В преддверии научно-практической конференции, посвященной проблемам  источниковедения в современной науке и сопряженных отраслях,  член-корреспондент УАН, научный сотрудник НИИ «Памяти» Ирина Игоревна Лопатюк провела беседу с доктором философии, юнгианским аналитиком, главой Ассоциации глубинной психологии «Теурунг» Александром Николаевичем Сагайдаком, обсудив насущные вопросы этой довольно щепетильной темы на сегодняшний день. 

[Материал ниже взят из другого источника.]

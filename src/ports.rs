// Host-facing ports the orchestrator talks to: user notifications and import
// settings. Both are injected so hosts and tests can supply their own.

use std::sync::RwLock;
use tracing::{error, info};

/// User-facing notifications
pub trait Notifier: Send + Sync {
    fn show_success(&self, message: &str);
    fn show_error(&self, message: &str);
}

/// Writes notifications to the log
#[derive(Debug, Default, Clone)]
pub struct TracingNotifier;

impl Notifier for TracingNotifier {
    fn show_success(&self, message: &str) {
        info!("✓ {}", message);
    }

    fn show_error(&self, message: &str) {
        error!("✗ {}", message);
    }
}

/// Settings read at the start of every run
pub trait ImportSettings: Send + Sync {
    /// Import the tokens created by imported cards after each run
    fn auto_import_tokens(&self) -> bool;
    /// Back image used when an intent links none
    fn default_back_image_id(&self) -> Option<String>;
    /// Try the alternate-art index before the catalog for name-only intents
    fn prefer_mpc_art(&self) -> bool;
}

#[derive(Debug, Clone, Default)]
struct SettingsValues {
    auto_import_tokens: bool,
    default_back_image_id: Option<String>,
    prefer_mpc_art: bool,
}

/// Settings held in memory, changeable at runtime
#[derive(Debug, Default)]
pub struct InMemorySettings {
    values: RwLock<SettingsValues>,
}

impl InMemorySettings {
    pub fn new() -> Self {
        Self::default()
    }

    pub fn set_auto_import_tokens(&self, enabled: bool) {
        self.write().auto_import_tokens = enabled;
    }

    pub fn set_default_back_image_id(&self, image_id: Option<String>) {
        self.write().default_back_image_id = image_id;
    }

    pub fn set_prefer_mpc_art(&self, enabled: bool) {
        self.write().prefer_mpc_art = enabled;
    }

    fn read(&self) -> std::sync::RwLockReadGuard<'_, SettingsValues> {
        self.values.read().unwrap_or_else(|poisoned| poisoned.into_inner())
    }

    fn write(&self) -> std::sync::RwLockWriteGuard<'_, SettingsValues> {
        self.values.write().unwrap_or_else(|poisoned| poisoned.into_inner())
    }
}

impl ImportSettings for InMemorySettings {
    fn auto_import_tokens(&self) -> bool {
        self.read().auto_import_tokens
    }

    fn default_back_image_id(&self) -> Option<String> {
        self.read().default_back_image_id.clone()
    }

    fn prefer_mpc_art(&self) -> bool {
        self.read().prefer_mpc_art
    }
}

#[cfg(test)]
mod tests {
    use super::*;

    #[test]
    fn test_in_memory_settings() {
        let settings = InMemorySettings::new();
        assert!(!settings.auto_import_tokens());
        assert_eq!(settings.default_back_image_id(), None);

        settings.set_auto_import_tokens(true);
        settings.set_default_back_image_id(Some("back-1".to_string()));
        settings.set_prefer_mpc_art(true);

        assert!(settings.auto_import_tokens());
        assert_eq!(settings.default_back_image_id().as_deref(), Some("back-1"));
        assert!(settings.prefer_mpc_art());
    }
}
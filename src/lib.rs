//! Block-wise ARQ transfer over unreliable datagrams.
//!
//! Messaging layers on top of UDP have a hard upper bound for how much payload fits into a
//!  single datagram. This crate takes over when a message exceeds that bound: it fragments the
//!  payload into numbered frames of a fixed size, transmits them inside regular messages of the
//!  outer protocol, re-sends frames that are not acknowledged in time, and reassembles the
//!  original payload on the receiving side before handing it upwards in one piece.
//!
//! ## Design goals
//!
//! * Reliability is per *transfer*: a transfer either delivers the complete reassembled payload
//!   exactly once, or it fails as a whole. There is no partial delivery.
//! * Frames may arrive out of order within a bounded window; the receiver buffers and re-orders
//!   them. Frames outside the window are treated as stale or garbage and never corrupt a
//!   transfer.
//! * The sender keeps a bounded number of frames in flight and adapts that bound based on how
//!   many retransmissions recent history required. This is a best-effort heuristic, not a
//!   congestion controller with formal guarantees.
//! * Every wait is bounded: a frame that is not acknowledged after a configured number of
//!   attempts fails the transfer, and a receiver that stops seeing frames discards its partial
//!   state after an idle timeout.
//! * The outer wire format, encryption and socket I/O stay outside this crate. They are consumed
//!   through narrow trait seams ([`message::MessageSender`], [`message::MessageDispatcher`])
//!   so the subsystem can be driven and tested without real sockets.
//!
//! ## Wire representation
//!
//! Frames are described by a single integer option of the outer protocol:
//!
//! ```ascii
//! block option (u32):
//!     bits 4..: frame sequence number
//!     bit 3:    'more frames follow' flag
//!     bits 0-2: szx - frame size encoded as exponent, frame size = 16 * 2^szx (max 1024)
//! ```
//!
//! A second plain-integer option advertises the current window size of whoever sends it; the
//!  peer uses it as an upper bound for its own in-flight frame count.
//!
//! A transfer is identified by the outer message token plus the peer address. The receiver
//!  acknowledges every accepted frame: with a *continue* response while the transfer is
//!  incomplete, and with a terminal *done* response once the last gap is filled. The terminal
//!  response is what completes the transfer on the sending side.

pub mod block_option;
pub mod config;
pub mod end_point;
pub mod error;
pub mod frame_buffer;
pub mod message;
pub mod receive_stream;
pub mod registry;
pub mod safe_converter;
pub mod send_stream;
pub mod sliding_window;
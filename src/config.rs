use crate::block_option::BlockOption;
use anyhow::bail;
use std::time::Duration;

/// Configuration for the block-wise transfer subsystem.
///
/// The adaptive-window constants (`window_adjust_period`, `window_adjust_factor`, the window
///  bounds) are empirically chosen defaults without a derivation behind them - they are tunable
///  per deployment, not validated optima.
pub struct BlockwiseConfig {
    /// The canonical frame size for outgoing transfers. All frames of a transfer use this size
    ///  (except the final one, which carries the remainder). Must be a power of two in
    ///  `[16, 1024]` so it is representable in the block option's szx encoding.
    ///
    /// All nodes of a deployment should agree on this value: the receive side accepts whatever
    ///  size the block option declares, but mixing sizes across senders wastes window capacity.
    pub block_size: usize,

    /// Lower bound for the sender's adaptive window.
    pub min_window_size: u32,
    /// Upper bound for the sender's adaptive window.
    pub max_window_size: u32,
    /// The window size a fresh transfer starts with.
    pub initial_window_size: u32,

    /// A frame that is unacknowledged for this long is retransmitted.
    pub retry_interval: Duration,
    /// A frame that was sent this many times without acknowledgement fails the whole
    ///  transfer with `MaxAttemptsExceeded`.
    pub max_send_attempts: u32,

    /// The sender re-evaluates its window size after every this many acknowledgements.
    pub window_adjust_period: u32,
    /// Scaling factor for the additive window adjustment.
    pub window_adjust_factor: f64,

    /// Number of out-of-order frames the receive side buffers ahead of the first gap. Also
    ///  advertised to the sender in every continue acknowledgement as an upper bound for its
    ///  window.
    pub receive_window_size: usize,

    /// A receiving transfer that sees no frame for this long is aborted and its partial
    ///  state discarded.
    pub idle_timeout: Duration,

    /// Optional overall deadline for a sending transfer, on top of the per-frame retry budget.
    pub transfer_deadline: Option<Duration>,

    /// Upper bound for a reassembled payload; a transfer growing beyond this is aborted.
    pub max_message_size: usize,
}

impl Default for BlockwiseConfig {
    fn default() -> BlockwiseConfig {
        BlockwiseConfig {
            block_size: 512,
            min_window_size: 50,
            max_window_size: 1500,
            initial_window_size: 50,
            retry_interval: Duration::from_secs(1),
            max_send_attempts: 6,
            window_adjust_period: 25,
            window_adjust_factor: 0.7,
            receive_window_size: 64,
            idle_timeout: Duration::from_secs(30),
            transfer_deadline: None,
            max_message_size: 16 * 1024 * 1024,
        }
    }
}

impl BlockwiseConfig {
    pub fn validate(&self) -> anyhow::Result<()> {
        if BlockOption::szx_for_frame_size(self.block_size).is_none() {
            bail!("block size {} has no szx representation - must be a power of two in [16, 1024]", self.block_size);
        }
        if self.min_window_size == 0 {
            bail!("minimum window size must be at least 1");
        }
        if self.min_window_size > self.max_window_size {
            bail!("minimum window size {} is above maximum window size {}", self.min_window_size, self.max_window_size);
        }
        if !(self.min_window_size..=self.max_window_size).contains(&self.initial_window_size) {
            bail!("initial window size {} is outside [{}, {}]", self.initial_window_size, self.min_window_size, self.max_window_size);
        }
        if self.retry_interval.is_zero() {
            bail!("retry interval must not be zero");
        }
        if self.max_send_attempts == 0 {
            bail!("max send attempts must be at least 1");
        }
        if self.window_adjust_period == 0 {
            bail!("window adjust period must be at least 1");
        }
        if !(self.window_adjust_factor > 0.0) {
            bail!("window adjust factor must be positive");
        }
        if self.receive_window_size == 0 {
            bail!("receive window size must be at least 1");
        }
        if self.idle_timeout < self.retry_interval {
            bail!("idle timeout below the retry interval would abort live transfers");
        }
        Ok(())
    }

    pub fn effective_send_config(&self) -> EffectiveSendConfig {
        EffectiveSendConfig {
            block_size: self.block_size,
            min_window_size: self.min_window_size,
            max_window_size: self.max_window_size,
            initial_window_size: self.initial_window_size,
            retry_interval: self.retry_interval,
            max_send_attempts: self.max_send_attempts,
            window_adjust_period: self.window_adjust_period,
            window_adjust_factor: self.window_adjust_factor,
            transfer_deadline: self.transfer_deadline,
        }
    }

    pub fn effective_receive_config(&self) -> EffectiveReceiveConfig {
        EffectiveReceiveConfig {
            receive_window_size: self.receive_window_size,
            idle_timeout: self.idle_timeout,
            max_message_size: self.max_message_size,
        }
    }
}

pub struct EffectiveSendConfig {
    pub block_size: usize,
    pub min_window_size: u32,
    pub max_window_size: u32,
    pub initial_window_size: u32,
    pub retry_interval: Duration,
    pub max_send_attempts: u32,
    pub window_adjust_period: u32,
    pub window_adjust_factor: f64,
    pub transfer_deadline: Option<Duration>,
}

pub struct EffectiveReceiveConfig {
    pub receive_window_size: usize,
    pub idle_timeout: Duration,
    pub max_message_size: usize,
}

#[cfg(test)]
mod tests {
    use super::*;

    #[test]
    fn test_default_is_valid() {
        assert!(BlockwiseConfig::default().validate().is_ok());
    }

    #[test]
    fn test_validate_rejects_bad_block_size() {
        let config = BlockwiseConfig {
            block_size: 100,
            ..BlockwiseConfig::default()
        };
        assert!(config.validate().is_err());
    }

    #[test]
    fn test_validate_rejects_inconsistent_window_bounds() {
        let config = BlockwiseConfig {
            min_window_size: 10,
            max_window_size: 5,
            ..BlockwiseConfig::default()
        };
        assert!(config.validate().is_err());

        let config = BlockwiseConfig {
            initial_window_size: 2000,
            ..BlockwiseConfig::default()
        };
        assert!(config.validate().is_err());
    }

    #[test]
    fn test_validate_rejects_tiny_idle_timeout() {
        let config = BlockwiseConfig {
            idle_timeout: Duration::from_millis(100),
            ..BlockwiseConfig::default()
        };
        assert!(config.validate().is_err());
    }
}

«Сегодня мы можем наблюдать, когда на протяжении не очень длительного периода времени  —  лет пяти — научное сообщество говорит одно, потом другое, даже не вспоминая, о чем они говорили пять лет назад…». А.Н. Сагайдак

Один из таких важных вопросов, который сегодня достаточно широко дискутируется, потому как слишком много «за» и слишком много «против» этого —  вопрос отличия стандартов науки. Если говорить простым языком, то почему-то американская наука сильно отличается от европейской, а европейская наука от науки постсоветского пространства. Такое чувство, что существуют три разные науки. Но так ли это? Есть ли действительно таковые различия, которые определяют такое миропонимание? Если таковы отличия имеются, то в силу чего они возможны?

А.Н. Сагайдак: Разумеется, такие отличия есть, потому что наука — социальный институт. То есть, это одна из структур общества, которая выполняет определенные организующие в нем функции. Поскольку наука есть производное от общества, то она несёт в себе специфику того общества, в котором создана.  А англосаксонская, западноевропейская и восточнославянская цивилизации – это три разных цивилизационных круга, с довольно отличающимися традициями, менталитетом и актуальным состоянием, невзирая на все попытки глобализации. 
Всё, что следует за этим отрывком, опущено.